Calcio: squalificato Marrocco. Giura: ”Ho esagerato nelle proteste, ma l’arbitro non l’ho spinto”

2' di lettura 21/11/2014 - Come un macigno la mannaia del Giudice Sportivo si è abbattuta sul Real Citanò: dopo la sconfitta in quel di Montefano, infatti, il comunicato ufficiale ha riservato brutte sorprese per la formazione civitanovese, che dovrà fare a meno del centrocampista Michele Traini per due giornate e del terzino Roberto Marrocco per cinque.

Ma se i due turni di stop al giovane Traini erano preventivabili, dato il rosso diretto per proteste in pieno recupero, il lungo digiuno forzato al difensore è apparso quanto mai esagerato.
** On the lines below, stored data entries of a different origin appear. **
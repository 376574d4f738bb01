//! Adaptive-rate scan scheduling and touch detection for capacitive sensing.
//!
//! The [`scheduler::Scheduler`] is the single consumer of [`event::ScanEvents`].
//! A periodic timer posts `StartScan`, the sensing hardware posts
//! `ScanComplete` from its interrupt, and the scheduler decides when to scan,
//! when deep sleep may be entered, and how fast to poll based on touch history.
//!
//! Hardware is reached only through the traits in [`driver`]; [`tsc`],
//! [`button`] and [`linear`] are a front-end for the STM32 touch sensing
//! controller that the firmware plugs in behind those traits.

#![cfg_attr(not(test), no_std)]

pub mod button;
pub mod driver;
pub mod evaluate;
pub mod event;
pub mod linear;
pub mod power;
pub mod scheduler;
pub mod tsc;

#[cfg(test)]
mod mock;

pub use driver::{
    calibrate, LowPower, NoTuner, ScanTarget, ScanTimer, SensingDriver, TouchInfo, TunerLink, Zone,
};
pub use evaluate::{TouchEvaluator, TouchResult};
pub use event::{ScanEvent, ScanEvents};
pub use power::PowerState;
pub use scheduler::{Cadence, Scheduler, SchedulerState};

/// Detection state of one group of electrodes

#[derive(Clone, Copy, Debug, PartialEq, Eq)]
pub enum DetectState {
    /// Samples left to discard before calibration starts
    Settling(u16),
    /// Samples left to accumulate into the reference
    Calibrating(u16),
    /// Consecutive over-threshold samples still needed to become active
    Idle(u16),
    Active,
}

/// Configuration structure for all touch inputs
#[derive(Clone, Copy, Debug)]
pub struct TouchConfig {
    /// The number of counts of delta capacitance required to activate
    pub detect_threshold: u16,
    /// The hysteresis in deactivation. Once active, every delta must fall below
    /// `detect_threshold - detect_hysteresis` in order to deactivate.
    pub detect_hysteresis: u16,
    /// Number of samples to discard after initialization before starting calibration
    pub settle_samples: u16,
    /// Number of samples to collect for reference level calibration
    pub calibration_samples: u16,
    /// Number of positive samples required to transition to Active state
    pub debounce: u16,
}

impl TouchConfig {
    const fn default() -> Self {
        Self {
            detect_threshold: 100,
            detect_hysteresis: 5,
            settle_samples: 10,
            calibration_samples: 16,
            debounce: 2,
        }
    }
}

pub const DEFAULT_TOUCH_CONFIG: TouchConfig = TouchConfig::default();

/// Slider positions are reported in `0..FULL_SCALE`
pub const FULL_SCALE: u16 = 1024;

/// Selects how much of the sensor each cycle scans
#[derive(Clone, Copy, Debug, PartialEq, Eq)]
pub enum ScanMode {
    /// Scan only the zone armed by the current cadence, sleep deeply between scans
    Targeted,
    /// Scan every zone, keep deep sleep locked and sync the tuning link each cycle
    Tuning,
}

/// Timing of the scan scheduler
#[derive(Clone, Copy, Debug)]
pub struct ScanConfig {
    /// Timer period while a finger has been seen recently
    pub fast_interval_ms: u32,
    /// Timer period while idle
    pub slow_interval_ms: u32,
    /// Consecutive fast cycles without a new touch before dropping to slow cadence
    pub max_fast_cycles: u16,
    pub mode: ScanMode,
}

impl ScanConfig {
    const fn default() -> Self {
        Self {
            fast_interval_ms: 20,
            slow_interval_ms: 200,
            max_fast_cycles: 100,
            mode: ScanMode::Targeted,
        }
    }

    /// Same timing with a different scan mode
    pub const fn with_mode(mut self, mode: ScanMode) -> Self {
        self.mode = mode;
        self
    }
}

pub const DEFAULT_SCAN_CONFIG: ScanConfig = ScanConfig::default();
Recita infatti il Comunicato Ufficiale:”Cinque giornate di squalifica per aver rivolto all'Arbitro frasi ingiuriose e blasfeme, nonché per averlo attinto con una spinta”.

Ma se in relazione alla prima parte della motivazione non ci sono appunti da fare, se non rivolgere le scuse al direttore di gara per la foga eccessiva nelle rimostranze, sull’aggravante della spinta è lo stesso Marrocco a gridare innocenza.

“Nel momento stesso in cui, al tredicesimo del primo tempo, l’arbitro ha assegnato il rigore – dice Marrocco – mi sono avvicinato al direttore di gara in modo irruento, protestando animatamente. Non nego di aver rivolto qualche espressione ingiuriosa accompagnata da una censurabile bestemmia, ma nego in ogni modo di averlo attinto con una spinta. Nell’enfasi, infatti, l’ho sfiorato con la punta delle dita e lui ha interpretato il gesto come fosse una spinta, ma non è assolutamente così. Quel tocco, del tutto fortuito, è stato erroneamente interpretato come un tentativo di aggressione fisica, che lungi da me solamente pensare, figuriamoci fare. E’ la mia prima espulsione in tanti anni di attività sportiva, stare fermo cinque turni per qualcosa che non ho commesso è un’ingiustizia”.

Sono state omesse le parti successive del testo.